In 2005, the pair found a way to alter synthetic RNA to stop it from causing a massive inflammatory response found in animal experiments.
"Just before our paper was published, I said 'Our phones are going to ring off the hook,'" he recalls.
"We sat there staring at our phones for five years, and they never rang!"
With a second big breakthrough in 2015, they found a new way to deliver the particles safely and effectively to their target cells, using a fatty coating called "lipid nanoparticles."
Both developments are part of the Pfizer and Moderna Covid-19 vaccines today.
- Helping people -
Weissman grew up in Lexington, Massachusetts.
His father and mother, both since retired, were an engineer and dental hygienist, respectively.

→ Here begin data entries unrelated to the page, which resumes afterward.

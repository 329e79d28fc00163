//! Database access shared by the gallery service and the seed tool

mod schema;

pub use schema::init_tables;

use crate::Result;
use sqlx::sqlite::{SqliteConnectOptions, SqlitePoolOptions};
use sqlx::SqlitePool;
use std::path::Path;
use std::str::FromStr;

/// Open (or create) the gallery database and make sure the schema exists.
///
/// The pool is opened once per process and shared by all request tasks.
pub async fn init_database_pool(db_path: &Path) -> Result<SqlitePool> {
    // Ensure parent directory exists
    if let Some(parent) = db_path.parent() {
        if !parent.as_os_str().is_empty() {
            std::fs::create_dir_all(parent)?;
        }
    }

    // mode=rwc: read, write, create
    let db_url = format!("sqlite://{}?mode=rwc", db_path.display());
    tracing::debug!("Connecting to database: {}", db_url);

    let options = SqliteConnectOptions::from_str(&db_url)?.foreign_keys(true);
    let pool = SqlitePoolOptions::new().connect_with(options).await?;

    init_tables(&pool).await?;

    Ok(pool)
}

/// In-memory database with the gallery schema.
///
/// Limited to a single connection: every SQLite `:memory:` connection is its
/// own database, so a wider pool would see empty tables.
pub async fn init_memory_pool() -> Result<SqlitePool> {
    let options = SqliteConnectOptions::from_str("sqlite::memory:")?.foreign_keys(true);
    let pool = SqlitePoolOptions::new()
        .max_connections(1)
        .connect_with(options)
        .await?;

    init_tables(&pool).await?;

    Ok(pool)
}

"When I was five years old, I was diagnosed as a type-one diabetic, and back then it was testing urine and taking insulin shots a few times a day," he recalled, and this motivated him to pursue science.
He was educated at Brandeis University and completed an MD-Phd program in immunology at Boston University.

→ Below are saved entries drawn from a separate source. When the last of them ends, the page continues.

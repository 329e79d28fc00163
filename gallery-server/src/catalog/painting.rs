//! Canonical painting entity and the id-indexed collection cached by the catalog

use chrono::{DateTime, Utc};
use serde::{Deserialize, Serialize};
use std::collections::{BTreeSet, HashMap};

/// One artwork as served to public and admin clients
#[derive(Debug, Clone, PartialEq, Serialize, Deserialize)]
#[serde(rename_all = "camelCase")]
pub struct Painting {
    pub id: String,
    /// Always non-empty; see `normalizer::resolve_title`
    pub title: String,
    /// Empty when undetermined
    pub category: String,
    /// Regular tags only; reserved-prefix tags never appear here
    pub tags: BTreeSet<String>,
    pub image_url: String,
    pub original_image_url: String,
    pub width: Option<u32>,
    pub height: Option<u32>,
    pub format: String,
    pub created: Option<DateTime<Utc>>,
    pub label_number: Option<String>,
    pub verified: bool,
    pub published: bool,
}

/// Paintings in source order with O(1) lookup by id
#[derive(Debug, Clone, Default)]
pub struct PaintingSet {
    items: Vec<Painting>,
    by_id: HashMap<String, usize>,
}

impl PaintingSet {
    /// Build the set; later duplicates of an id are dropped
    pub fn new(paintings: Vec<Painting>) -> Self {
        let mut items = Vec::with_capacity(paintings.len());
        let mut by_id = HashMap::with_capacity(paintings.len());

        for painting in paintings {
            if by_id.contains_key(&painting.id) {
                tracing::warn!(painting_id = %painting.id, "Duplicate painting id ignored");
                continue;
            }
            by_id.insert(painting.id.clone(), items.len());
            items.push(painting);
        }

        Self { items, by_id }
    }

    pub fn get(&self, id: &str) -> Option<&Painting> {
        self.by_id.get(id).map(|&i| &self.items[i])
    }

    pub fn iter(&self) -> impl Iterator<Item = &Painting> {
        self.items.iter()
    }

    pub fn len(&self) -> usize {
        self.items.len()
    }

    pub fn is_empty(&self) -> bool {
        self.items.is_empty()
    }

    /// Paintings visible for the given mode: all for admin, published otherwise
    pub fn visible(&self, admin: bool) -> Vec<Painting> {
        self.items
            .iter()
            .filter(|p| admin || p.published)
            .cloned()
            .collect()
    }
}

As a young fellow at the National Institutes of Health, he worked for several years in Anthony Fauci's lab on HIV research, before finally arriving at his long-time home Penn.
Weissman was a practicing doctor until a few years ago, and says it brings him great joy that his invention has helped save millions of lives.
"I'm a clinician scientist, my dream since starting college and medical school was to make something that helps people. I think I can say that I've done that. So I am incredibly happy," he said.
Beyond vaccines, mRNA technology is also being heralded for its potential across medicine.
Weissman's team is working on using RNA to develop a single-injection gene therapy to overcome the defect that causes sickle cell anemia, a genetic blood disease that 200,000 babies are born with in Africa every year.
Significant technical challenges remain to ensure the treatment is able to correctly edit genes and is safe, but the researchers are hopeful.
Bone marrow transplant, an expensive treatment with serious risks, is currently the only cure.